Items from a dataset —
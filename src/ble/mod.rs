//! BLE communication module.
//!
//! This module provides the radio abstraction, scanning, connection
//! management and characteristic monitoring.

pub mod adapter;
pub mod btleplug_adapter;
pub mod characteristics;
pub mod connection;
pub mod scanner;
pub mod uuids;

pub use adapter::{NotificationStream, PowerState, RadioAdapter, RadioDevice, ScanStream};
pub use btleplug_adapter::{BtleplugAdapter, BtleplugDevice};
pub use characteristics::{CharacteristicMonitor, DataSink, ErrorSink, MonitorConfiguration};
pub use connection::{
    ConnectionEvent, ConnectionManager, ConnectionState, DeviceObserver, ReconnectCallback,
};
pub use scanner::{DeviceScanner, ScanSession};
pub use uuids::*;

TASK GOAL —
Return a copy of each line in the entries that contains "scanner".

OUTPUT FOR THIS EXERCISE —
pub mod scanner;
pub use scanner::{DeviceScanner, ScanSession};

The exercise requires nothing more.